Excellent post. From the content it looks like CPU limit is imposed all the times, at all cost by Teradata. I have a question related to TASM: If a query starts running in state 1 whose CPU Limit is 30% and continues to run in state 2 whose CPU limit is 50%, then will the new CPU limit enforced by TASM be applied to this already running query?

AbeK 37 comments Joined 08/09
29 Jul 2010

Carrie, thanks for this explanation, it helped clarify a doubt that I had. I'd still like your thought on my doubt.
I have CPU Limits at both the RP level and the AG within and not at the System level. With this setup will the cumulative use of CPU within a RP obey the RP CPU limit or would each of the AG bubble up the respective CPU limit(my belief is that, this is impossible physics)
From your explanation it is apparent that the effect is cumulative/sum of all AG CPU use combined, but would like to have a confirmation.

carrie 595 comments Joined 04/08
30 Jul 2010

Sorry, I missed that April question, so let me respond to that first.

Anytime a CPU limit is changed, whether manually by the DBA, or automatically by TASM, all active work that is under the control of that CPU limit will be impacted by the new CPU limit, and will respond accordingly.

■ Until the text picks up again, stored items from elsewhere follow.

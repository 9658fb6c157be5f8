use serde::{Deserialize, Serialize};
use serde_json::{json, Map, Value};
use validator::Validate;

use crate::{
    entities::resource::{Editable, Resource, ResourceKind, Viewable},
    forms::{FieldKind, FieldSpec},
    table::{CellValue, ColumnDef, Tabular},
    utils::html::sanitize_html,
};

pub const SKILL_CATEGORIES: &[&str] = &["frontend", "backend", "devops", "tools", "softSkills", "others"];

#[derive(Debug, Clone, Copy, PartialEq, Eq, Hash, PartialOrd, Ord, Serialize, Deserialize)]
#[serde(rename_all = "camelCase")]
pub enum SkillCategory {
    Frontend,
    Backend,
    Devops,
    Tools,
    SoftSkills,
    Others,
}

impl SkillCategory {
    pub const ALL: [SkillCategory; 6] = [
        SkillCategory::Frontend,
        SkillCategory::Backend,
        SkillCategory::Devops,
        SkillCategory::Tools,
        SkillCategory::SoftSkills,
        SkillCategory::Others,
    ];

    pub fn as_str(self) -> &'static str {
        match self {
            SkillCategory::Frontend => "frontend",
            SkillCategory::Backend => "backend",
            SkillCategory::Devops => "devops",
            SkillCategory::Tools => "tools",
            SkillCategory::SoftSkills => "softSkills",
            SkillCategory::Others => "others",
        }
    }
}

#[derive(Debug, Clone, PartialEq, Serialize, Deserialize)]
#[serde(rename_all = "camelCase")]
pub struct Skill {
    #[serde(rename = "_id")]
    pub id: String,
    pub name: String,
    #[serde(default)]
    pub icon: String,
    /// Rich-text HTML.
    #[serde(default)]
    pub description: String,
    pub category: SkillCategory,
    #[serde(default)]
    pub is_deleted: bool,
}

#[derive(Debug, Clone, Serialize, Deserialize, Validate)]
pub struct SkillPayload {
    #[validate(length(min = 1, max = 60, message = "Name must be between 1 and 60 characters"))]
    pub name: String,

    #[validate(url(message = "Icon must be a valid URL"))]
    pub icon: String,

    #[validate(length(min = 1, message = "Description is required"))]
    pub description: String,

    pub category: SkillCategory,
}

#[derive(Debug, Serialize)]
pub struct SkillDetailView {
    #[serde(flatten)]
    pub skill: Skill,
    pub description_html: String,
}

const COLUMNS: &[ColumnDef] = &[
    ColumnDef::unsorted("icon", "Icon"),
    ColumnDef::new("name", "Skill Name").pinned(),
    ColumnDef::new("description", "Description"),
    ColumnDef::new("category", "Category"),
];

impl Tabular for Skill {
    fn row_id(&self) -> &str {
        &self.id
    }

    fn columns() -> &'static [ColumnDef] {
        COLUMNS
    }

    fn default_filter_column() -> &'static str {
        "name"
    }

    fn cell(&self, column: &str) -> CellValue {
        match column {
            "icon" => CellValue::optional_text(Some(&self.icon)),
            "name" => CellValue::text(&self.name),
            "description" => CellValue::text(&self.description),
            "category" => CellValue::text(self.category.as_str()),
            _ => CellValue::Empty,
        }
    }
}

impl Resource for Skill {
    const KIND: ResourceKind = ResourceKind::Skill;
}

impl Viewable for Skill {
    type Detail = SkillDetailView;

    fn into_detail(self) -> SkillDetailView {
        SkillDetailView {
            description_html: sanitize_html(&self.description),
            skill: self,
        }
    }
}

const FORM: &[FieldSpec] = &[
    FieldSpec::required("name", "Name", FieldKind::Text),
    FieldSpec::required("icon", "Icon URL", FieldKind::Url),
    FieldSpec::required("description", "Description", FieldKind::RichText),
    FieldSpec::required("category", "Category", FieldKind::Select(SKILL_CATEGORIES)),
];

impl Editable for Skill {
    type Payload = SkillPayload;

    fn form_schema() -> &'static [FieldSpec] {
        FORM
    }

    fn form_values(&self) -> Map<String, Value> {
        let values = json!({
            "name": self.name,
            "icon": self.icon,
            "description": self.description,
            "category": self.category,
        });
        values.as_object().cloned().unwrap_or_default()
    }
}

The CPU limit will be enforced immediately by priority scheduler, but it may take a minute or two for the change to be apparent. Usually one or two age intervals worth of time (age interval is 60 seconds by default) have to pass for a changed CPU limit to fully affect running queries. This assume the running query is able to consume the greater level of CPU, which may not be the case. CPU limits set higher than demand do not make any difference at the times when demand is low.

In terms of the CPU limits at the AG and the RP level (one within the other), you are correct. The cumulative use of CPU across all the allocation groups within that RP will not be allowed to exceed the RP level CPU limit. The RP level CPU limit works the same whether or not the allocation groups within the RP have CPU limits as well.

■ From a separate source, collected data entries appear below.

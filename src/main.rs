use actix_cors::Cors;
use actix_web::{http::header, middleware::NormalizePath, web, App, HttpServer};
use anyhow::Context;
use tracing_actix_web::TracingLogger;

use portfolio_dashboard::{
    background_task::start_purge_task,
    graceful_shutdown::shutdown_signal,
    middlewares::auth::AuthGate,
    routes::configure_routes,
    settings::AppConfig,
    telemetry::init_tracing,
    AppState,
};

fn cors_for(config: &AppConfig) -> Cors {
    let origins = config.cors_origins();
    let cors = Cors::default()
        .allowed_methods(vec!["GET", "POST", "PATCH", "DELETE", "OPTIONS"])
        .allowed_headers(vec![header::CONTENT_TYPE, header::ACCEPT])
        .max_age(3600);

    if origins.iter().any(|o| o == "*") {
        cors.allow_any_origin()
    } else {
        origins
            .iter()
            .fold(cors, |cors, origin| cors.allowed_origin(origin))
            .supports_credentials()
    }
}

#[actix_web::main]
async fn main() -> anyhow::Result<()> {
    let config = match AppConfig::new() {
        Ok(cfg) => cfg,
        Err(e) => {
            eprintln!("Configuration error: {}", e);
            std::process::exit(1);
        }
    };

    init_tracing(&config);
    tracing::info!("Loaded configuration: {:?}", config);

    let app_state = web::Data::new(AppState::new(config.clone()).context("Failed to build application state")?);
    let server_addr = format!("{}:{}", config.host, config.port);

    tracing::info!(
        "🚀 Starting {} v{} on {} (API {})",
        config.name,
        env!("CARGO_PKG_VERSION"),
        server_addr,
        config.base_api()
    );

    let purge = tokio::spawn(start_purge_task(
        app_state.cache.clone(),
        config.cache_purge_interval(),
    ));

    let server_config = config.clone();
    let server = HttpServer::new(move || {
        App::new()
            .app_data(app_state.clone())
            .wrap(AuthGate)
            .wrap(NormalizePath::trim())
            .wrap(cors_for(&server_config))
            .wrap(TracingLogger::default())
            .configure(configure_routes)
    })
    .workers(config.worker_count)
    .bind(&server_addr)
    .with_context(|| format!("Failed to bind {server_addr}"))?
    .run();

    let result = tokio::select! {
        res = server => res.context("Server error"),
        _ = shutdown_signal() => Ok(()),
    };

    purge.abort();
    tracing::info!("Server stopped");
    result
}
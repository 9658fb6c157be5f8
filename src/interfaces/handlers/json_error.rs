use actix_web::{http::StatusCode, HttpRequest, HttpResponse};

use crate::errors::Notice;

pub fn json_error(status: StatusCode, error: &str, details: &str) -> HttpResponse {
    HttpResponse::build(status).json(serde_json::json!({
        "error": error,
        "details": details,
        "notice": Notice::error(details),
    }))
}

pub async fn not_found(request: HttpRequest) -> HttpResponse {
    json_error(
        StatusCode::NOT_FOUND,
        "Not found",
        &format!("No page at {}", request.path()),
    )
}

A CPU limit does not reserve CPU ahead of time, or guarantee a specific level of CPU for an allocation group or resource partition. It's only job is to keep the level of CPU usage to the limit level specified, should usage reach that level, no matter what the level it is set on.

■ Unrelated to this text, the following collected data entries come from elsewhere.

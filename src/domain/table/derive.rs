use super::{
    column::Tabular,
    state::{ColumnFilter, SortDirection, SortSpec, TableState},
};

/// Rows of one rendered page, derived from the source collection and the table state.
#[derive(Debug)]
pub struct DerivedRows<'a, E> {
    pub rows: Vec<&'a E>,
    pub filtered_count: usize,
    pub page_count: usize,
    /// Requested page index clamped to the pages that exist.
    pub page_index: usize,
}

impl<E> DerivedRows<'_, E> {
    pub fn can_previous(&self) -> bool {
        self.page_index > 0
    }

    pub fn can_next(&self) -> bool {
        self.page_index + 1 < self.page_count
    }
}

/// Keeps rows whose filtered columns contain the filter value, ignoring case. Order is preserved.
pub fn apply_filter<'a, E: Tabular>(rows: &'a [E], filters: &[ColumnFilter]) -> Vec<&'a E> {
    let needles: Vec<(&str, String)> = filters
        .iter()
        .filter(|f| !f.value.is_empty())
        .map(|f| (f.column.as_str(), f.value.to_lowercase()))
        .collect();

    rows.iter()
        .filter(|row| {
            needles.iter().all(|(column, needle)| {
                row.cell(column).filter_text().to_lowercase().contains(needle.as_str())
            })
        })
        .collect()
}

/// Stable sort by the first sort spec, if any.
pub fn apply_sort<E: Tabular>(rows: &mut [&E], sorting: &[SortSpec]) {
    let Some(spec) = sorting.first() else {
        return;
    };
    rows.sort_by(|a, b| {
        let ordering = a.cell(&spec.column).compare(&b.cell(&spec.column));
        match spec.direction {
            SortDirection::Asc => ordering,
            SortDirection::Desc => ordering.reverse(),
        }
    });
}

pub fn page_count(total: usize, page_size: usize) -> usize {
    if page_size == 0 {
        return 0;
    }
    total.div_ceil(page_size)
}

/// `rows[index * size .. min((index + 1) * size, len)]`, empty when out of range.
pub fn paginate<T>(rows: &[T], page_size: usize, page_index: usize) -> &[T] {
    let start = page_index.saturating_mul(page_size).min(rows.len());
    let end = start.saturating_add(page_size).min(rows.len());
    &rows[start..end]
}

/// Filter, then sort, then slice the current page.
pub fn derive_rows<'a, E: Tabular>(rows: &'a [E], state: &TableState) -> DerivedRows<'a, E> {
    let mut filtered = apply_filter(rows, &state.filters);
    apply_sort(&mut filtered, &state.sorting);

    let page_size = state.pagination.page_size.max(1);
    let pages = page_count(filtered.len(), page_size);
    let page_index = state.pagination.page_index.min(pages.saturating_sub(1));
    let page = paginate(&filtered, page_size, page_index).to_vec();

    DerivedRows {
        rows: page,
        filtered_count: filtered.len(),
        page_count: pages,
        page_index,
    }
}

#[cfg(test)]
mod tests {
    use super::*;
    use crate::table::{
        state::TableCommand,
        testing::{row, Row},
    };

    fn ids(rows: &[&Row]) -> Vec<String> {
        rows.iter().map(|r| r.id.clone()).collect()
    }

    fn sample() -> Vec<Row> {
        vec![
            row("1", "Rust CLI", &["Rust"]),
            row("2", "react dashboard", &["React", "TypeScript"]),
            row("3", "Portfolio", &["React Native"]),
            row("4", "API Server", &["Node"]),
        ]
    }

    fn filter(value: &str, column: &str) -> Vec<ColumnFilter> {
        vec![ColumnFilter { column: column.into(), value: value.into() }]
    }

    #[test]
    fn empty_filter_returns_everything_in_order() {
        let data = sample();
        assert_eq!(ids(&apply_filter(&data, &filter("", "title"))), vec!["1", "2", "3", "4"]);
        assert_eq!(ids(&apply_filter(&data, &[])), vec!["1", "2", "3", "4"]);
    }

    #[test]
    fn filter_is_a_case_insensitive_substring_match() {
        let data = sample();
        assert_eq!(ids(&apply_filter(&data, &filter("REACT", "title"))), vec!["2"]);
        assert_eq!(ids(&apply_filter(&data, &filter("o", "title"))), vec!["2", "3"]);
    }

    #[test]
    fn filter_on_technologies_matches_list_members() {
        let data = sample();
        assert_eq!(ids(&apply_filter(&data, &filter("React", "tags"))), vec!["2", "3"]);
    }

    #[test]
    fn filtering_twice_is_idempotent() {
        let data = sample();
        let once: Vec<Row> = apply_filter(&data, &filter("r", "title")).into_iter().cloned().collect();
        let twice = apply_filter(&once, &filter("r", "title"));
        assert_eq!(ids(&twice), once.iter().map(|r| r.id.clone()).collect::<Vec<_>>());
    }

    #[test]
    fn sort_is_stable_for_equal_keys() {
        let data = vec![
            row("a", "Same", &[]),
            row("b", "Other", &[]),
            row("c", "same", &[]),
            row("d", "Same", &[]),
        ];
        let mut refs: Vec<&Row> = data.iter().collect();
        apply_sort(&mut refs, &[SortSpec { column: "title".into(), direction: SortDirection::Asc }]);
        assert_eq!(ids(&refs), vec!["b", "a", "d", "c"]);

        let mut refs: Vec<&Row> = data.iter().collect();
        apply_sort(&mut refs, &[SortSpec { column: "title".into(), direction: SortDirection::Desc }]);
        assert_eq!(ids(&refs), vec!["c", "a", "d", "b"]);
    }

    #[test]
    fn paginate_slices_within_bounds() {
        let data: Vec<u32> = (0..12).collect();
        assert_eq!(paginate(&data, 10, 0), &data[0..10]);
        assert_eq!(paginate(&data, 10, 1), &[10, 11]);
        assert!(paginate(&data, 10, 2).is_empty());
        assert!(paginate(&data, 10, usize::MAX).is_empty());
        for index in 0..3 {
            assert!(paginate(&data, 5, index).len() <= 5);
        }
    }

    #[test]
    fn twelve_projects_over_pages_of_ten() {
        let data: Vec<Row> = (0..12).map(|i| row(&format!("p{i}"), &format!("Project {i:02}"), &[])).collect();
        let mut state = TableState::new(10);

        let first = derive_rows(&data, &state);
        assert_eq!(first.rows.len(), 10);
        assert!(!first.can_previous());
        assert!(first.can_next());

        state.apply(TableCommand::NextPage, &data).unwrap();
        let second = derive_rows(&data, &state);
        assert_eq!(ids(&second.rows), vec!["p10", "p11"]);
        assert!(!second.can_next());

        state.apply(TableCommand::NextPage, &data).unwrap();
        assert_eq!(derive_rows(&data, &state).page_index, 1);
    }

    #[test]
    fn out_of_range_page_is_clamped_during_derivation() {
        let data: Vec<Row> = (0..12).map(|i| row(&format!("p{i}"), "x", &[])).collect();
        let mut state = TableState::new(5);
        state.pagination.page_index = 2;
        state.pagination.page_size = 10;

        let derived = derive_rows(&data, &state);
        assert_eq!(derived.page_index, 1);
        assert_eq!(derived.rows.len(), 2);
    }

    #[test]
    fn derivation_filters_before_sorting_and_paging() {
        let data = sample();
        let mut state = TableState::new(1);
        state.filters = filter("react", "tags");
        state.sorting = vec![SortSpec { column: "title".into(), direction: SortDirection::Asc }];

        let derived = derive_rows(&data, &state);
        assert_eq!(derived.filtered_count, 2);
        assert_eq!(derived.page_count, 2);
        assert_eq!(ids(&derived.rows), vec!["3"]);
    }
}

AbeK 37 comments Joined 08/09
30 Jul 2010

Carrie,Thank you for the explanation and confirmation. I can breathe better now.

ramubindu 6 comments Joined 06/08
19 Sep 2010

Hi carrie/monisiqbal,

i want to find out CPU &Memory utilization in teradata but i don't know how to find out CPU &Memory utilization can you please send me a SQL query to find out CPU &Memory utilization .

Thanks
Ram

carrie 595 comments Joined 04/08
22 Sep 2010

To get CPU utilization, you can execute the resnode macro and look at the CPU Bsy % column. Or use SQL like this against the ResUsageSPMA table:

sel
,sum(CPUUServ + CPUUExec) /sum(spma.secs*spma.NCPUs)) (format 'Z99.9%') (named "PctCPUBusy")
,sum(CPUUServ ) / sum(spma.secs*spma.NCPUs)) (format 'Z99.9%') (named "PctOSCPU")
,sum(CPUIoWait) / sum(spma.secs*spma.NCPUs)) (format 'Z99.9%') (named "PctIOWait")
from dbc.resusagespma spma
where thedate = ???????
and thetime between ???? and ????
;

A good place to go for information on memory is Woody's blog on this exchange.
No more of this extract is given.